Note that I’m not terribly interested in the profitability of this world-building strategy. I’m more curious how other writers attract—and keep—the attention of readers. Do you really have to write a multi-volume genre series to succeed? I hope not.

I love the idea of tight, gapless screenwriting. I love even more the idea of tight, gapless fiction. For whatever it’s worth, that’s what I’m trying to do here.

“Never open a book with weather”

"In the Rain", Sascha Kohlmann (CC BY-SA 2.0)

“In the Rain”, Sascha Kohlmann (CC BY-SA 2.0)

Lore is superstition for a modern world that thinks it has shaken off superstition.

Of all the different kinds of lore out there—office equipment lore, marijuana lore, etc.—writing lore is some of the worst. Inevitably writing lore is expressed as an indisputable maxim all writing must follow. Usually writing lore is attached to the name of a well-known, perhaps legendary, author. The august name only burnishes the lore’s authority.

These chestnuts of wisdom that all writers must adhere to thrive and breed unchallenged. Why? Why are we as writers beholden to this set of arbitrary do’s and do not’s?

Hence my peevishness when the Guardian printed a collection of writers’ “Ten Rules for Writing Fiction,” starting with Elmore Leonard’s famed list. (The Guardian cribbed his list from The New York Times, incidentally.) Not everything on these lists is lore—plenty of it is hard-learned personal wisdom—but I have a bone to pick with Leonard’s first rule:

“Never open a book with weather.”

Elmore Leonard isn’t so stupid as to pronounce this absolutism and move on. He offers a justification (“If it’s only to create atmosphere, and not a character’s reaction to the weather, you don’t want to go on too long”) and an exception (“If you happen to be Barry Lopez, who has more ways than an Eskimo to describe ice and snow in his book Arctic Dreams, you can do all the weather reporting you want”). When you contemplate both provisos, suddenly that “never” in “never open a book with weather” melts away like the warming Kilimanjaro snow.

Speaking of, this is what Hemingway wrote to John Dos Passos:

Remember to get the weather in your god damned book—weather is very important.

Hemingway managed to open “A Very Short Story” with a mention of the weather:

One hot evening in Padua they carried him up onto the roof and he could look out over the top of the town.

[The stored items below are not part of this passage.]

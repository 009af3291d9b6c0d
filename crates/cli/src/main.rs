use std::io::{self, BufRead, Write};
use std::path::{Path, PathBuf};
use std::process;
use std::time::Duration;

use clap::{Parser, Subcommand};

use facematch_core::capture::infrastructure::image_file_capture::ImageFileCapture;
use facematch_core::detection::domain::face_detector::FaceDetector;
use facematch_core::detection::infrastructure::model_resolver;
use facematch_core::detection::infrastructure::onnx_yolo_detector::OnnxYoloDetector;
use facematch_core::matching::domain::face_matcher::FaceMatcher;
use facematch_core::matching::infrastructure::file_profile_store::FileProfileStore;
use facematch_core::pipeline::face_session::{FaceSession, RecognizeOutcome, RegisterOutcome};
use facematch_core::pipeline::infrastructure::session_worker::{
    SessionCommand, SessionEvent, SessionWorker,
};
use facematch_core::pipeline::session_error::SessionError;
use facematch_core::shared::constants::{IMAGE_EXTENSIONS, YOLO_MODEL_NAME, YOLO_MODEL_URL};
use facematch_core::shared::settings::Settings;

/// Exit status when a face was captured but not accepted.
const EXIT_NOT_RECOGNIZED: i32 = 2;

/// Register a face once, then recognize it by bounding-box size.
#[derive(Parser)]
#[command(name = "facematch")]
struct Cli {
    #[command(subcommand)]
    command: Command,

    /// Minimum match percentage for acceptance (overrides settings).
    #[arg(long, global = true)]
    threshold: Option<f64>,

    /// Face detection confidence threshold 0.0-1.0 (overrides settings).
    #[arg(long, global = true)]
    confidence: Option<f64>,

    /// Registered profile file (overrides settings).
    #[arg(long, global = true)]
    profile: Option<PathBuf>,

    /// Use this ONNX face model instead of the cached download.
    #[arg(long, global = true)]
    model: Option<PathBuf>,

    /// Settings file (default: platform config directory).
    #[arg(long, global = true)]
    config: Option<PathBuf>,

    /// Write the effective settings back to the settings file.
    #[arg(long, global = true)]
    save_config: bool,
}

#[derive(Subcommand)]
enum Command {
    /// Register the face in an image.
    Register {
        image: PathBuf,
        /// Replace an existing registration.
        #[arg(long)]
        replace: bool,
    },
    /// Check the face in an image against the registered one.
    /// Exits with status 2 when the face is not recognized.
    Detect { image: PathBuf },
    /// Show registration state and active threshold.
    Status,
    /// Remove the registered face.
    Forget,
    /// Interactive session reading commands from stdin.
    Session,
}

fn main() {
    env_logger::init();

    match run() {
        Ok(code) => process::exit(code),
        Err(e) => {
            eprintln!("Error: {e}");
            process::exit(1);
        }
    }
}

fn run() -> Result<i32, Box<dyn std::error::Error>> {
    let cli = Cli::parse();
    let settings = load_settings(&cli);
    settings.validate()?;
    if cli.save_config {
        let path = save_settings(&cli, &settings)?;
        eprintln!("Settings saved to {}", path.display());
    }

    match &cli.command {
        Command::Register { image, replace } => {
            validate_image(image)?;
            let mut session = build_session(&cli, &settings)?;
            let outcome = session.register(&mut ImageFileCapture::new(image), *replace);
            Ok(report_register(outcome)?)
        }
        Command::Detect { image } => {
            validate_image(image)?;
            let mut session = build_session(&cli, &settings)?;
            let outcome = session.recognize(&mut ImageFileCapture::new(image));
            Ok(report_recognize(outcome)?)
        }
        Command::Status => {
            let matcher = open_matcher(&settings)?;
            print_status(matcher.profile().map(|p| p.to_array()), settings.threshold);
            Ok(0)
        }
        Command::Forget => {
            let mut matcher = open_matcher(&settings)?;
            matcher.forget()?;
            println!("Registered face removed");
            Ok(0)
        }
        Command::Session => {
            let session = build_session(&cli, &settings)?;
            run_interactive(session)?;
            Ok(0)
        }
    }
}

fn load_settings(cli: &Cli) -> Settings {
    let mut settings = match &cli.config {
        Some(path) => Settings::load_from(path),
        None => Settings::load(),
    };
    if let Some(threshold) = cli.threshold {
        settings.threshold = threshold;
    }
    if let Some(confidence) = cli.confidence {
        settings.confidence = confidence;
    }
    if let Some(profile) = &cli.profile {
        settings.profile_path = Some(profile.clone());
    }
    settings
}

fn save_settings(cli: &Cli, settings: &Settings) -> Result<PathBuf, Box<dyn std::error::Error>> {
    let path = match &cli.config {
        Some(path) => path.clone(),
        None => Settings::config_path().ok_or("Could not determine config directory")?,
    };
    settings.save_to(&path)?;
    Ok(path)
}

fn open_matcher(settings: &Settings) -> Result<FaceMatcher, Box<dyn std::error::Error>> {
    let store = FileProfileStore::from_settings(settings)?;
    log::debug!("Using profile at {}", store.path().display());
    Ok(FaceMatcher::open(Box::new(store))?)
}

fn build_session(
    cli: &Cli,
    settings: &Settings,
) -> Result<FaceSession, Box<dyn std::error::Error>> {
    let matcher = open_matcher(settings)?;
    let detector = build_detector(cli.model.as_deref(), settings.confidence)?;
    Ok(FaceSession::new(detector, matcher, settings.threshold))
}

fn build_detector(
    model: Option<&Path>,
    confidence: f64,
) -> Result<Box<dyn FaceDetector>, Box<dyn std::error::Error>> {
    let model_path = match model {
        Some(path) => model_resolver::explicit(path)?,
        None => {
            log::info!("Resolving model: {YOLO_MODEL_NAME}");
            let path = model_resolver::resolve(
                YOLO_MODEL_NAME,
                YOLO_MODEL_URL,
                None,
                Some(Box::new(download_progress)),
            )?;
            eprint!("\r");
            path
        }
    };
    Ok(Box::new(OnnxYoloDetector::new(&model_path, confidence)?))
}

/// Recoverable failures become notices; storage failures abort.
fn report_register(
    outcome: Result<RegisterOutcome, SessionError>,
) -> Result<i32, SessionError> {
    match outcome {
        Ok(RegisterOutcome::Registered(profile)) => {
            let [left, top, width, height] = profile.to_array();
            println!("Face registered at ({left:.1}, {top:.1}) size {width:.1}x{height:.1}");
            Ok(0)
        }
        Ok(outcome @ RegisterOutcome::NoFaceDetected) => {
            eprintln!("{outcome}");
            Ok(EXIT_NOT_RECOGNIZED)
        }
        Err(SessionError::RegistrationLocked) => {
            eprintln!("A face is already registered; use --replace to register again");
            Ok(EXIT_NOT_RECOGNIZED)
        }
        Err(e) if e.is_recoverable() => {
            eprintln!("{e}");
            Ok(EXIT_NOT_RECOGNIZED)
        }
        Err(e) => Err(e),
    }
}

fn report_recognize(
    outcome: Result<RecognizeOutcome, SessionError>,
) -> Result<i32, SessionError> {
    match outcome {
        Ok(RecognizeOutcome::Matched(comparison)) => {
            print_home(comparison.percentage);
            Ok(0)
        }
        Ok(other) => {
            eprintln!("{other}");
            Ok(EXIT_NOT_RECOGNIZED)
        }
        Err(e) if e.is_recoverable() => {
            eprintln!("{e}");
            Ok(EXIT_NOT_RECOGNIZED)
        }
        Err(e) => Err(e),
    }
}

fn print_home(percentage: f64) {
    println!("Welcome home ({percentage:.1}% match)");
}

fn print_status(profile: Option<[f64; 4]>, threshold: f64) {
    match profile {
        Some([left, top, width, height]) => println!(
            "Registered: ({left:.1}, {top:.1}) size {width:.1}x{height:.1}, area {:.1}",
            width * height
        ),
        None => println!("Not registered"),
    }
    println!("Threshold: {threshold:.1}%");
}

// ---------------------------------------------------------------------------
// Interactive session
// ---------------------------------------------------------------------------

const SESSION_HELP: &str = "Commands: register <image>, replace <image>, detect <image>, status, forget, quit";

fn run_interactive(session: FaceSession) -> Result<(), Box<dyn std::error::Error>> {
    let threshold = session.threshold();
    let worker = SessionWorker::spawn(session);
    println!("{SESSION_HELP}");

    let stdin = io::stdin();
    for line in stdin.lock().lines() {
        let line = line?;
        let mut parts = line.trim().splitn(2, char::is_whitespace);
        let verb = parts.next().unwrap_or_default();
        let arg = parts.next().map(str::trim).filter(|s| !s.is_empty());

        let command = match (verb, arg) {
            ("", _) => continue,
            ("quit" | "exit", _) => break,
            ("status", _) => {
                println!(
                    "{} (register {})",
                    if worker.is_registered() { "Registered" } else { "Not registered" },
                    if worker.can_register() { "available" } else { "disabled" }
                );
                println!("Threshold: {threshold:.1}%");
                continue;
            }
            ("register", Some(path)) if worker.is_registered() => {
                println!("Register is disabled while a face is registered; use replace {path}");
                continue;
            }
            ("register", Some(path)) => SessionCommand::Register {
                source: Box::new(ImageFileCapture::new(path)),
                replace: false,
            },
            ("replace", Some(path)) => SessionCommand::Register {
                source: Box::new(ImageFileCapture::new(path)),
                replace: true,
            },
            ("detect", Some(path)) => SessionCommand::Recognize {
                source: Box::new(ImageFileCapture::new(path)),
            },
            ("forget", _) => SessionCommand::Forget,
            _ => {
                println!("{SESSION_HELP}");
                continue;
            }
        };

        match worker.submit(command) {
            Ok(()) => wait_for_event(&worker)?,
            Err(e) if e.is_recoverable() => println!("{e}"),
            Err(e) => return Err(e.into()),
        }
    }

    worker.shutdown();
    Ok(())
}

fn wait_for_event(worker: &SessionWorker) -> Result<(), Box<dyn std::error::Error>> {
    loop {
        match worker.events().recv_timeout(Duration::from_millis(250)) {
            Ok(event) => {
                eprint!("\r");
                return print_event(event);
            }
            Err(e) if e.is_timeout() => {
                eprint!(".");
                let _ = io::stderr().flush();
            }
            Err(_) => return Err(SessionError::WorkerStopped.into()),
        }
    }
}

fn print_event(event: SessionEvent) -> Result<(), Box<dyn std::error::Error>> {
    match event {
        SessionEvent::Registered(outcome) => {
            report_register(outcome)?;
        }
        SessionEvent::Recognized(outcome) => {
            report_recognize(outcome)?;
        }
        SessionEvent::Forgotten(result) => {
            result?;
            println!("Registered face removed");
        }
    }
    Ok(())
}

// ---------------------------------------------------------------------------
// Validation
// ---------------------------------------------------------------------------

fn validate_image(path: &Path) -> Result<(), Box<dyn std::error::Error>> {
    if !path.exists() {
        return Err(format!("Input file not found: {}", path.display()).into());
    }
    if !is_image(path) {
        return Err(format!(
            "Unsupported image type: {} (expected one of {})",
            path.display(),
            IMAGE_EXTENSIONS.join(", ")
        )
        .into());
    }
    Ok(())
}

fn is_image(path: &Path) -> bool {
    path.extension()
        .and_then(|ext| ext.to_str())
        .map(|ext| IMAGE_EXTENSIONS.contains(&ext.to_lowercase().as_str()))
        .unwrap_or(false)
}

fn download_progress(downloaded: u64, total: u64) {
    if total > 0 {
        let pct = (downloaded as f64 / total as f64 * 100.0) as u32;
        eprint!("\rDownloading face detection model... {pct}%");
    } else {
        eprint!("\rDownloading face detection model... {downloaded} bytes");
    }
}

Here’s his rule-breaking opening to “In Another Country”:

In the fall the war was always there, but we did not go to it any more. It was cold in the fall in Milan and the dark came very early. Then the electric lights came on, and it was pleasant along the streets looking in the windows. There was much game hanging outside the shops, and the snow powdered in the fur of the foxes and the wind blew their tails. The deer hung stiff and heavy and empty, and small birds blew in the wind and the wind turned their feathers. It was a cold fall and the wind came down from the mountains.

Papa again, in “Cross-Country Snow”:

The funicular car bucked once more and then stopped. It could not go farther, the snow drifted solidly across the track. The gale scouring the exposed surface of the mountain had swept the snow surface into a wind-board crust.

I could go on.

In fact, if you think of a story’s title as its true opening, Hemingway is even more guilty: “The Snows of Kilamanjaro”, “Cat in the Rain”, “After the Storm”, even perhaps The Sun Also Rises.

You might object that these openings are reflected in Leonard’s provisos and exceptions. Strange how the circulated lore of “never open a book with weather” usually fails to mention those exceptions, though.

What’s more likely is a writer bringing to a workshop a story that opens with rain drizzling across a window pane, followed by another writing pouncing on the faux pas.

Worse, the lore of “never open a story with weather” is often misattributed to Hemingway, which is crazy. The man made an unstoppable reputation writing about the outdoors. For Hemingway to respect “never open a story with the weather” is like a mystery writer admonishing “never open a story with a murder.”

The prohibition against opening with weather is one more bit of lore designed to mystify and codify the craft. It bedazzles young writers who believe it a key to publication. It offers easy ammunition to every hack who’s entered a workshop ready to shred the story up for review. It’s time to set this tired chestnut aside.